----- GIVEN INFORMATION

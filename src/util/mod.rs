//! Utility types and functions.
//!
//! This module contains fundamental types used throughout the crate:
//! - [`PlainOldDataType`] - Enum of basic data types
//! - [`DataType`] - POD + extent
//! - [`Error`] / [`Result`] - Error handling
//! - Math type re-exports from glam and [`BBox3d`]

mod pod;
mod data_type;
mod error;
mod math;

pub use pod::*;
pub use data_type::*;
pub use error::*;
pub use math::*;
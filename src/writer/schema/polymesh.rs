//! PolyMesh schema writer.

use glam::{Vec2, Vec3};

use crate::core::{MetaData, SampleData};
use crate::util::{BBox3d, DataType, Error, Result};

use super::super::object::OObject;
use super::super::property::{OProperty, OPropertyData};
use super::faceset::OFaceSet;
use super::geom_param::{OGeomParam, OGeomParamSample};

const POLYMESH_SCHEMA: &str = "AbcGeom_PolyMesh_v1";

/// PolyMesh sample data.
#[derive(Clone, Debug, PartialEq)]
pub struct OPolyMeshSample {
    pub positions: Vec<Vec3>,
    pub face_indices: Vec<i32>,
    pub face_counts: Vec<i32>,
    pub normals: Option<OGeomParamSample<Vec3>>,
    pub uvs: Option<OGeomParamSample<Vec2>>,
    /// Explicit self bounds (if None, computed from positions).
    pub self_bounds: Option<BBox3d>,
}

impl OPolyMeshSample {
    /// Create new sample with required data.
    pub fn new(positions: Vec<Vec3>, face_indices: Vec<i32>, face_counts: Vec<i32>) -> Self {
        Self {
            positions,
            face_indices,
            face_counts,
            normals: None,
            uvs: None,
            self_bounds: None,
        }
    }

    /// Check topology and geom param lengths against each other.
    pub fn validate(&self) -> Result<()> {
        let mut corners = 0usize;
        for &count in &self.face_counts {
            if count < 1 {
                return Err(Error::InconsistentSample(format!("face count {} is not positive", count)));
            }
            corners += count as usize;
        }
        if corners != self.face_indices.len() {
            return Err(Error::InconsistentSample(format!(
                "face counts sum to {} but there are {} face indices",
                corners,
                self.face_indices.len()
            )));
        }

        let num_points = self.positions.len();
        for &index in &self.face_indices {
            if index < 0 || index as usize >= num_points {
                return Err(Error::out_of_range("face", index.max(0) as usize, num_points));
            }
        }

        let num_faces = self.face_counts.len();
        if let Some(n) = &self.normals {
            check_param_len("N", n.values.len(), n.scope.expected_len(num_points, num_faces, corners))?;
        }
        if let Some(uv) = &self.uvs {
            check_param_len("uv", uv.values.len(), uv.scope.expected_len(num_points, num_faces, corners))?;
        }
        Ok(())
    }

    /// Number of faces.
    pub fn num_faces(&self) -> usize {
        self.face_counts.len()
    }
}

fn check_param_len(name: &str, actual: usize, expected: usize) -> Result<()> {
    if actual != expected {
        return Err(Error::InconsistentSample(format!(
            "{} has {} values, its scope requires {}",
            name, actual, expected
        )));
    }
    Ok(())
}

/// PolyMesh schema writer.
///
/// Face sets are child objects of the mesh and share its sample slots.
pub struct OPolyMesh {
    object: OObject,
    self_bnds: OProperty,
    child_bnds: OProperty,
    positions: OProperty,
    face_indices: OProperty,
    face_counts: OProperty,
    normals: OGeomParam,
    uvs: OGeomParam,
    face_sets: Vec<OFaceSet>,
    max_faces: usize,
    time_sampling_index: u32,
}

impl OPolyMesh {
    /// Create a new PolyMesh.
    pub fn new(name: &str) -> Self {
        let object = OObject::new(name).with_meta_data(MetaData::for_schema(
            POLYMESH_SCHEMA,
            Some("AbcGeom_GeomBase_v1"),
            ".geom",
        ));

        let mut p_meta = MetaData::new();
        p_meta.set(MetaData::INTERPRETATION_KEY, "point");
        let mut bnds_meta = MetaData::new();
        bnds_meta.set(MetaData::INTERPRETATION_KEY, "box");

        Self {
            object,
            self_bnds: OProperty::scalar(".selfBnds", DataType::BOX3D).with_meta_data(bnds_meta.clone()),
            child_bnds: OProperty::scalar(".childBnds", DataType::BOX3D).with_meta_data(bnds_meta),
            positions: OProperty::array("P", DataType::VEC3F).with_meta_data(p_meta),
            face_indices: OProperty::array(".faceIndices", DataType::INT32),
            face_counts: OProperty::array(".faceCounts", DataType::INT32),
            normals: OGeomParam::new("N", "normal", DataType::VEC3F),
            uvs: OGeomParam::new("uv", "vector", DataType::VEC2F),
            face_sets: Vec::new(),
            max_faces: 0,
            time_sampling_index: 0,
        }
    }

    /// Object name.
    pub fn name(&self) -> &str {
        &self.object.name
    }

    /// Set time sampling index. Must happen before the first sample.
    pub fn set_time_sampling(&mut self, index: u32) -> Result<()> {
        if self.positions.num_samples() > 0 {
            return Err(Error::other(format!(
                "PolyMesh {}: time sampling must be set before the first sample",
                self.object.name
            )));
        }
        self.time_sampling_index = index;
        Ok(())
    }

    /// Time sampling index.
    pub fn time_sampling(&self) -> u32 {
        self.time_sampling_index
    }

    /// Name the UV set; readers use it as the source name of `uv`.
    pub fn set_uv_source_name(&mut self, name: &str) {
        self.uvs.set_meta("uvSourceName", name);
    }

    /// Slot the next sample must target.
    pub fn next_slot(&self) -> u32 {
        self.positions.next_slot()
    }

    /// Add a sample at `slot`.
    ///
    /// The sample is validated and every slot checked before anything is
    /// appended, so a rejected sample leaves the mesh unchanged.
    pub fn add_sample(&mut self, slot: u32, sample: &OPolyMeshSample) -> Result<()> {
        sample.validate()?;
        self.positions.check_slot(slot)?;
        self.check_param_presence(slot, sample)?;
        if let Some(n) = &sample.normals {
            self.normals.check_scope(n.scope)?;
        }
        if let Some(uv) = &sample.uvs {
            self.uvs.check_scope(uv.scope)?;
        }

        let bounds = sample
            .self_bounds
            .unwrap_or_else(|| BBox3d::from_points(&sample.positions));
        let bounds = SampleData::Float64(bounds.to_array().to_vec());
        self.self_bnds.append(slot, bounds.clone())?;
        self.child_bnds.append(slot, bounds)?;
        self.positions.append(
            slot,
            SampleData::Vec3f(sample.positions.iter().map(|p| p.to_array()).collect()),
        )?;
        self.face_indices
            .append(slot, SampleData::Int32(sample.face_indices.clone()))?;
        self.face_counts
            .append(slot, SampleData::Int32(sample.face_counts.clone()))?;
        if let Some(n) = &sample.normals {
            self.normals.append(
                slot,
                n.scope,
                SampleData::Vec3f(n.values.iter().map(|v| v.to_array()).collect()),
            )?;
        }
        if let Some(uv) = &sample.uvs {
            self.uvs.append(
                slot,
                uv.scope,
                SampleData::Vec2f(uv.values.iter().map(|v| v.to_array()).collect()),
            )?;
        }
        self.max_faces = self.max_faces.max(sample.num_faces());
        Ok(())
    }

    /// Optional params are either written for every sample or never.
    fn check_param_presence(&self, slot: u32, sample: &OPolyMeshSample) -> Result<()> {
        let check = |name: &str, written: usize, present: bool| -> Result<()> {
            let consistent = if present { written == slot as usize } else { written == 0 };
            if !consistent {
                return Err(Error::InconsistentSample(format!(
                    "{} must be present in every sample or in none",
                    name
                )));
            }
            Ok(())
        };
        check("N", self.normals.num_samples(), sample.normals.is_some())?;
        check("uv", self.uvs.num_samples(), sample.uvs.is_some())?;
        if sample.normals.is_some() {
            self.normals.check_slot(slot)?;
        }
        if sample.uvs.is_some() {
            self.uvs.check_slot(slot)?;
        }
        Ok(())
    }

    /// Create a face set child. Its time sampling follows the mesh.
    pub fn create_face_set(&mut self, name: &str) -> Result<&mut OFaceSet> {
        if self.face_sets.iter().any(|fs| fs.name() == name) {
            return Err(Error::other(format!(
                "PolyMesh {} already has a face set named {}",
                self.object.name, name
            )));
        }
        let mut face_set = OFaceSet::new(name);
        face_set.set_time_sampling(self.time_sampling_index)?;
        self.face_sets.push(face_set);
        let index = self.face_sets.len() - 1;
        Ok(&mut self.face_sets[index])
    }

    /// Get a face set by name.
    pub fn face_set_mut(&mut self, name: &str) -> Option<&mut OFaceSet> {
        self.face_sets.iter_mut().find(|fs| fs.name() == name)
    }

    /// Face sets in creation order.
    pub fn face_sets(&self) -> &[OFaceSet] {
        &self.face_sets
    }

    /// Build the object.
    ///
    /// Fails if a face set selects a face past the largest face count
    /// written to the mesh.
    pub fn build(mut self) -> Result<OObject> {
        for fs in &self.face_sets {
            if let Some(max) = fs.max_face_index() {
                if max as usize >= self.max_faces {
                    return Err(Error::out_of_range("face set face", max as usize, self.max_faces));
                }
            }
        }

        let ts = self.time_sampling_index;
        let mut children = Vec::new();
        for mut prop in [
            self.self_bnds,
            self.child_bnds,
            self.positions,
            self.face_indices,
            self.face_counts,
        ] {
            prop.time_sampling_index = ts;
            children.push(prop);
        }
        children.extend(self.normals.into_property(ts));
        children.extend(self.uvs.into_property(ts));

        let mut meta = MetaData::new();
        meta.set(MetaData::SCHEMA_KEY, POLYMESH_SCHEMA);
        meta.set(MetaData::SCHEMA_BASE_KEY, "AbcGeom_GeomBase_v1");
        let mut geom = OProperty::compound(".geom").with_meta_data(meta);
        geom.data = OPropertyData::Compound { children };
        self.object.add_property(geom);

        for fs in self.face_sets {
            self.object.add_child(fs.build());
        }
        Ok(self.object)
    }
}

----------

Your task is to set down again, exactly, every line from the beginning of the listing through the line with "let num_points = self.positions.len();".

**SOLUTION FOR THIS TASK**
filename src/util/mod.rs
//! Utility types and functions.
//!
//! This module contains fundamental types used throughout the crate:
//! - [`PlainOldDataType`] - Enum of basic data types
//! - [`DataType`] - POD + extent
//! - [`Error`] / [`Result`] - Error handling
//! - Math type re-exports from glam and [`BBox3d`]

mod pod;
mod data_type;
mod error;
mod math;

pub use pod::*;
pub use data_type::*;
pub use error::*;
pub use math::*;
filename src/writer/schema/polymesh.rs
//! PolyMesh schema writer.

use glam::{Vec2, Vec3};

use crate::core::{MetaData, SampleData};
use crate::util::{BBox3d, DataType, Error, Result};

use super::super::object::OObject;
use super::super::property::{OProperty, OPropertyData};
use super::faceset::OFaceSet;
use super::geom_param::{OGeomParam, OGeomParamSample};

const POLYMESH_SCHEMA: &str = "AbcGeom_PolyMesh_v1";

/// PolyMesh sample data.
#[derive(Clone, Debug, PartialEq)]
pub struct OPolyMeshSample {
    pub positions: Vec<Vec3>,
    pub face_indices: Vec<i32>,
    pub face_counts: Vec<i32>,
    pub normals: Option<OGeomParamSample<Vec3>>,
    pub uvs: Option<OGeomParamSample<Vec2>>,
    /// Explicit self bounds (if None, computed from positions).
    pub self_bounds: Option<BBox3d>,
}

impl OPolyMeshSample {
    /// Create new sample with required data.
    pub fn new(positions: Vec<Vec3>, face_indices: Vec<i32>, face_counts: Vec<i32>) -> Self {
        Self {
            positions,
            face_indices,
            face_counts,
            normals: None,
            uvs: None,
            self_bounds: None,
        }
    }

    /// Check topology and geom param lengths against each other.
    pub fn validate(&self) -> Result<()> {
        let mut corners = 0usize;
        for &count in &self.face_counts {
            if count < 1 {
                return Err(Error::InconsistentSample(format!("face count {} is not positive", count)));
            }
            corners += count as usize;
        }
        if corners != self.face_indices.len() {
            return Err(Error::InconsistentSample(format!(
                "face counts sum to {} but there are {} face indices",
                corners,
                self.face_indices.len()
            )));
        }

        let num_points = self.positions.len();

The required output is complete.